“That’ll be Niamh with Leona,” she says, drawing out Leo’s name longer than necessary.
“That it will be.”
Her pale-blonde eyebrow arches, unimpressed, when Niamh turns the corner on the landing and comes thundering down. Right on her heels is Leo, looking brighter than I’ve seen her since the day she showed up on my doorstep. Her hair flows freely, dusting her shoulders with every step. She glances up at me, and though that heaviness still fills her gaze, there’s a bit of light there, too, vying for control.
The air I was inhaling stalls in my throat. My heartbeat trips over itself. Leo pauses on the top step, hand dangling on the railing, bottom lip caught in the vise grip of her pearlescent teeth.
Mam clears her throat, and we’re forced to break our eye contact to look at her. Niamh has disappeared past her into the kitchen, unbothered by the electricity sparking through the air.
“I’m happy for you two,” Mam says, causing Leo to blush and me to start grasping at straws. She holds up a hand to cut me off. “I don’t need to know the details. Just wanted you to know you’re not sly.” She gives me a pointed look. “Never have been.”
She pivots on her heel and marches back into the kitchen, leaving Leo and me alone in the hall.
Leo starts down the steps again, slower this time without a kid to chase after, and maintains my stare the whole way. When she enters my orbit, I catch that citrus scent first, followed by the soft gust of minty air that flows out of her lungs and tickles my face. Goose bumps prick my flesh. All the woman did was sigh, and every part of my body is leaping to attention.
Every. Damn. Part.
“How’d you sleep?” she asks, gaze flitting over my face, my chest, and farther down. I hope beyond hope that she can’t see what’s so obviously there.
“Don’t know,” I say, shaking my head. “Felt like something was missing.”
She tucks her hair back as she flushes deeper, the pink reaching her ears the way it always did when I let her know how badly I wanted her. It’s a part of her that remains the same, and I savor it in the midst of so much newness. Like the silver loop now piercing the rounded curve of her ear, twinkling in the dim hall light, that I reach out to touch.
Her spine straightens, and she looks me dead in the eye, that red tint to her cheeks making her blue eyes sparkle. She’s wearing a little makeup, I realize, and it only serves to make her more perfect than anyone has the right to be.
“Ask me how I slept.”
Her tone, the demure fire burning in her irises, makes me perk up. My hand falls back to my side in a closed fist. “How did you sleep?” I rasp.
A half smile. A delicate hand, grasping my bicep first and then trailing up to my shoulder, which she uses as a perch to pull herself onto her tiptoes. She leans into me, bringing her lips to my ear the same way I did to her last night.
“Soundly,” she whispers, and it carries both the heat of her expression and a layer of relief. “I dreamed of you.”
Before I can respond or catch my breath or grab her waist and drag her into the living room and make love to her against the dusty old books, she turns and lets herself into the kitchen, leaving me gasping in the hall.
Chapter Twenty-One
Leona
My Darling Poppy,
I’m in love with your daddy.
I always have been—always will be, I’m sure—in love with him. It never went away, even after all this time. Even after I met Nick and fell into a simple kind of love and tried to build a life that didn’t revolve around the center of my universe. Nick was a different planet, someone else’s sun, but he did what he could for the time that he was mine. You can love more than one person at once, baby. You can be a good person and a bad person at the same time, too.
When I was pregnant with you, I had to go to the hospital a lot more often than women with healthy pregnancies. They took measurements, let student nurses into my ultrasound room, studied every inch of me from the inside out. For a lot of them, I was a learning opportunity. A cautionary tale. Never a person, never a mother in mourning.

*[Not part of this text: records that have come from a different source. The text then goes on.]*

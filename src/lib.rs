//! Formid - Rust-native file format identification engine
//!
//! This library compiles format databases (extensions, MIME types, container
//! structure, byte signatures, text classes and XML roots) into pluggable
//! matchers, and runs identification sessions that combine their evidence.
//! Sessions are driven by the [`Engine`]: each loaded [`Identifier`] gets a
//! fresh [`Recorder`] per session, matcher stages are skipped once every
//! recorder is satisfied, and each hit is claimed by at most one identifier.

pub mod bytematcher;
pub mod config;
pub mod containermatcher;
pub mod core;
pub mod engine;
pub mod error;
pub mod format;
pub mod identifier;
pub mod loader;
pub mod namematcher;
pub mod persist;
pub mod priority;
pub mod registry;
pub mod source;
pub mod textmatcher;
pub mod xmlmatcher;

#[cfg(feature = "async")]
pub mod async_loader;

#[cfg(test)]
mod comprehensive_tests;

// Re-export main types for convenience
#[cfg(feature = "async")]
pub use async_loader::{
    identify_file_async, load_database_from_file_async, load_database_from_xml_async,
    load_engine_from_file_async, load_multiple_databases_async,
};
pub use bytematcher::{Anchor, ByteMatcher, BytePattern, ByteSignature};
pub use config::{Config, Multi};
pub use containermatcher::{ContainerEntry, ContainerKind, ContainerMatcher, ContainerSignature};
pub use crate::core::{
    Archive, Hit, Identification, IdentificationSender, Identifier, Matcher, MatcherType,
    Recorder, SignatureSet,
};
pub use engine::{Engine, EngineBuilder, IdentificationStream, Identified, Matchers, SessionSummary};
pub use error::{FormidError, FormidResult, PersistError};
pub use format::{DatabaseInfo, Format, FormatDatabase};
pub use identifier::{FormatIdentification, FormatIdentifier, FormatRecorder};
pub use loader::{load_database_from_file, load_database_from_xml};
pub use namematcher::{ExtensionMatcher, MimeMatcher};
pub use persist::LoadSaver;
pub use priority::PriorityList;
pub use registry::{IdentifierLoader, Registry, FORMAT_REGISTRY, REGISTRY_CAPACITY};
pub use source::Buffer;
pub use textmatcher::{TextClass, TextMatcher};
pub use xmlmatcher::{XmlMatcher, XmlSignature};
//! Priority lists: precedence between signatures of one matcher
//!
//! An entry `winner -> [losers]` means that when `winner` matches, hits for
//! any of `losers` are suppressed. Lists are baked into a matcher when its
//! signatures are added and are read only afterwards.

use std::collections::BTreeMap;

use crate::core::Hit;
use crate::persist::LoadSaver;

#[derive(Debug, Clone, Default, PartialEq, Eq)]
pub struct PriorityList {
    over: BTreeMap<usize, Vec<usize>>,
}

impl PriorityList {
    /// Create an empty list
    pub fn new() -> Self {
        Self::default()
    }

    /// Record that `winner` takes precedence over `loser`.
    pub fn add(&mut self, winner: usize, loser: usize) {
        if winner == loser {
            return;
        }
        let losers = self.over.entry(winner).or_default();
        if !losers.contains(&loser) {
            losers.push(loser);
        }
    }

    pub fn is_empty(&self) -> bool {
        self.over.is_empty()
    }

    pub fn suppresses(&self, winner: usize, loser: usize) -> bool {
        self.over
            .get(&winner)
            .is_some_and(|losers| losers.contains(&loser))
    }

    /// Drop every index suppressed by another index in `matched`, keeping the
    /// original order of the survivors.
    pub fn filter(&self, matched: &[usize]) -> Vec<usize> {
        matched
            .iter()
            .copied()
            .filter(|&candidate| {
                !matched
                    .iter()
                    .any(|&other| other != candidate && self.suppresses(other, candidate))
            })
            .collect()
    }

    /// Drop hits suppressed by another hit in the same batch.
    pub fn retain_hits(&self, hits: Vec<Hit>) -> Vec<Hit> {
        if self.is_empty() {
            return hits;
        }
        let indexes: Vec<usize> = hits.iter().map(Hit::index).collect();
        let keep = self.filter(&indexes);
        hits.into_iter()
            .filter(|hit| keep.contains(&hit.index()))
            .collect()
    }

    /// Shift every index by `offset`, used when a set is appended after
    /// signatures already held by the matcher.
    pub fn rebase(&self, offset: usize) -> PriorityList {
        PriorityList {
            over: self
                .over
                .iter()
                .map(|(winner, losers)| {
                    (
                        winner + offset,
                        losers.iter().map(|loser| loser + offset).collect(),
                    )
                })
                .collect(),
        }
    }

    /// Merge `other` into this list.
    pub fn extend(&mut self, other: &PriorityList) {
        for (&winner, losers) in &other.over {
            for &loser in losers {
                self.add(winner, loser);
            }
        }
    }

    pub fn save(&self, ls: &mut LoadSaver) {
        ls.save_int(self.over.len() as u32);
        for (&winner, losers) in &self.over {
            ls.save_usize(winner);
            ls.save_ints(losers);
        }
    }

    pub fn load(ls: &mut LoadSaver) -> Self {
        let mut list = PriorityList::new();
        let len = ls.load_int();
        for _ in 0..len {
            if ls.err().is_some() {
                break;
            }
            let winner = ls.load_usize();
            for loser in ls.load_ints() {
                list.add(winner, loser);
            }
        }
        list
    }
}

#[cfg(test)]
mod tests {
    use super::*;

    #[test]
    fn test_filter_drops_suppressed() {
        let mut list = PriorityList::new();
        list.add(1, 0);
        assert_eq!(list.filter(&[0, 1, 2]), vec![1, 2]);
        assert_eq!(list.filter(&[0, 2]), vec![0, 2]);
    }

    #[test]
    fn test_retain_hits() {
        let mut list = PriorityList::new();
        list.add(2, 1);
        let hits = vec![Hit::new(1, "a"), Hit::new(2, "b"), Hit::new(3, "c")];
        let kept: Vec<usize> = list.retain_hits(hits).iter().map(Hit::index).collect();
        assert_eq!(kept, vec![2, 3]);
    }

    #[test]
    fn test_self_priority_ignored() {
        let mut list = PriorityList::new();
        list.add(3, 3);
        assert!(list.is_empty());
    }

    #[test]
    fn test_rebase_and_extend() {
        let mut list = PriorityList::new();
        list.add(1, 0);
        let rebased = list.rebase(10);
        assert!(rebased.suppresses(11, 10));
        assert!(!rebased.suppresses(1, 0));

        let mut merged = PriorityList::new();
        merged.extend(&list);
        merged.extend(&rebased);
        assert!(merged.suppresses(1, 0));
        assert!(merged.suppresses(11, 10));
    }

    #[test]
    fn test_save_load() {
        let mut list = PriorityList::new();
        list.add(4, 1);
        list.add(4, 2);
        list.add(7, 4);
        let mut ls = LoadSaver::saver();
        list.save(&mut ls);
        let mut ls = LoadSaver::loader(ls.into_bytes().unwrap());
        assert_eq!(PriorityList::load(&mut ls), list);
    }
}
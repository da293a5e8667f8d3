//! Async I/O support for signature databases and signature files
//!
//! File reads are async; XML decoding, signature file decoding and
//! identification run on the blocking pool so they never stall the runtime.

#![cfg(feature = "async")]

use std::path::{Path, PathBuf};

use tokio::{fs, task};

use crate::config::Config;
use crate::engine::{Engine, Identified};
use crate::error::{FormidError, FormidResult};
use crate::format::FormatDatabase;
use crate::loader::XmlFormats;
use crate::registry::Registry;
use crate::source::Buffer;

fn join_error(err: task::JoinError) -> FormidError {
    FormidError::custom(format!("Task join error: {}", err))
}

/// Async version of XML loading from file
pub async fn load_database_from_file_async<P: AsRef<Path>>(path: P) -> FormidResult<FormatDatabase> {
    let xml_content = fs::read_to_string(path.as_ref()).await?;
    load_database_from_xml_async(xml_content).await
}

/// Async version of XML loading from a string
pub async fn load_database_from_xml_async(xml_content: String) -> FormidResult<FormatDatabase> {
    task::spawn_blocking(move || {
        let xml_formats: XmlFormats = quick_xml::de::from_str(&xml_content)?;
        xml_formats.into_database()
    })
    .await
    .map_err(join_error)?
}

/// Load several databases concurrently, keeping the order of `paths`.
pub async fn load_multiple_databases_async<P: AsRef<Path>>(
    paths: &[P],
) -> FormidResult<Vec<FormatDatabase>> {
    let handles: Vec<_> = paths
        .iter()
        .map(|path| {
            let path: PathBuf = path.as_ref().to_path_buf();
            tokio::spawn(async move { load_database_from_file_async(path).await })
        })
        .collect();

    let mut databases = Vec::with_capacity(handles.len());
    for handle in handles {
        databases.push(handle.await.map_err(join_error)??);
    }
    Ok(databases)
}

/// Load a saved signature file into an engine.
pub async fn load_engine_from_file_async<P: AsRef<Path>>(
    path: P,
    registry: Registry,
    config: Config,
) -> FormidResult<Engine> {
    let bytes = fs::read(path.as_ref()).await?;
    task::spawn_blocking(move || Engine::load(&bytes, &registry, config))
        .await
        .map_err(join_error)?
}

/// Identify a file on disk without blocking the runtime.
pub async fn identify_file_async<P: AsRef<Path>>(
    engine: &Engine,
    path: P,
) -> FormidResult<Identified> {
    let engine = engine.clone();
    let path = path.as_ref().to_path_buf();
    task::spawn_blocking(move || {
        let source = Buffer::open(&path)?;
        let name = path.to_string_lossy();
        Ok(engine.identify(&name, "", &source))
    })
    .await
    .map_err(join_error)?
}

There was one ultrasound tech, though, who saw me as more. She was young, with soft brown skin that smelled of cherry-blossom lotion and an even softer voice. She believed the best in me, and the best in you, too. Every time she located your heartbeat, she’d announce it with the same amount of relief, masked with a blanket of joy. She’d often smile-frown at me and say, “You’re so selfless, love, carrying that baby even when you know how it’ll go.”
I wasn’t what she said, though. I was selfish even then. Selfishly hoping you’d prove them all wrong, sweet girl. That you’d defy the odds. Sometimes when you were especially active at night, I’d imagine you’d be born healthy. Imagine calling up Callum and saying, “You’ll never believe it, but we have a baby!” And he’d bring us home to the rolling green hills and the foxgloves and we’d be happy there, the three of us.
But you didn’t, honey. You did exactly what you told us you would do. You were honest like that, right from the start. You must get that from your daddy.
I haven’t be—
“Leona?” Niamh calls. She’s peeking a single green eye through the cracked door, studying me where I sit at the writing desk.
I drop the pen and use it as a bookmark, close the journal around it, and shift in my chair. I take a deep breath and let it flow out before saying, “You can come in, Niamh.”